***** DATA LISTING

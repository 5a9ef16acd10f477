//! ABOUTME: Entry point for the document pipeline CLI. Wires configuration, storage, and
//! ABOUTME: external-service clients into the orchestrator; the HTTP surface is out of scope.

mod cli;
mod collaborators;
mod migrations;

use anyhow::{Context, Result};
use clap::Parser;
use cli::{Cli, Command, TraceLevel};
use docflow_config::AppConfig;

#[tokio::main]
async fn main() -> Result<()> {
    let cli = Cli::parse();
    setup_tracing(cli.trace);

    let config = AppConfig::load(cli.config.as_deref()).context("failed to load configuration")?;

    match cli.command {
        Command::ProcessDoc { source, user_id, filename } => {
            process_doc(&config, cli.local, &source, &user_id, filename).await
        }
        Command::ShowJob { job_id } => show_job(&config, cli.local, &job_id).await,
    }
}

async fn process_doc(
    config: &AppConfig,
    local: bool,
    source: &str,
    user_id: &str,
    filename: Option<String>,
) -> Result<()> {
    let collaborators = if local {
        collaborators::build_local(config)
    } else {
        let pool = build_pool(config)?;
        run_migrations(&pool).await?;
        collaborators::build_live(config, pool)
    };

    let job = collaborators
        .registry
        .create(user_id, source)
        .await
        .context("failed to create job record")?;

    docflow_pipeline::run_job(job.id, user_id, source, filename, &collaborators).await;

    let finished = collaborators
        .registry
        .get(job.id)
        .await
        .context("job vanished after run_job returned")?;
    println!("{}", serde_json::to_string_pretty(&finished)?);
    Ok(())
}

async fn show_job(config: &AppConfig, local: bool, job_id: &str) -> Result<()> {
    let id = job_id.parse().context("job id must be a UUID")?;
    let registry = if local {
        collaborators::build_local(config).registry
    } else {
        let pool = build_pool(config)?;
        collaborators::build_live(config, pool).registry
    };
    let job = registry.get(docflow_core::JobId::from_uuid(id)).await.context("job not found")?;
    println!("{}", serde_json::to_string_pretty(&job)?);
    Ok(())
}

fn build_pool(config: &AppConfig) -> Result<deadpool_postgres::Pool> {
    let mut pg_config = deadpool_postgres::Config::new();
    pg_config.url = Some(config.database.url.clone());
    pg_config
        .create_pool(Some(deadpool_postgres::Runtime::Tokio1), tokio_postgres::NoTls)
        .context("failed to build the Postgres connection pool")
}

async fn run_migrations(pool: &deadpool_postgres::Pool) -> Result<()> {
    let mut client = pool.get().await.context("failed to reach the database for migrations")?;
    migrations::run(&mut client).await.context("failed to apply pending migrations")?;
    Ok(())
}

/// Priority: `RUST_LOG` > `--trace` > warn, matching the teacher CLI's
/// stderr-only tracing setup so pipeline output stays parseable on stdout.
fn setup_tracing(trace_level: TraceLevel) {
    use std::io;
    use tracing_subscriber::EnvFilter;

    if std::env::var("RUST_LOG").is_ok() {
        tracing_subscriber::fmt()
            .with_env_filter(EnvFilter::from_default_env())
            .with_writer(io::stderr)
            .with_target(false)
            .init();
    } else {
        let level: tracing::Level = trace_level.into();
        tracing_subscriber::fmt()
            .with_max_level(level)
            .with_writer(io::stderr)
            .with_target(false)
            .init();
    }
}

**********

WHAT IS REQUIRED |
Please return every line of the records that contains the word "ABOUTME".

SOLUTION FOR THIS EXERCISE |
//! ABOUTME: Entry point for the document pipeline CLI. Wires configuration, storage, and
//! ABOUTME: external-service clients into the orchestrator; the HTTP surface is out of scope.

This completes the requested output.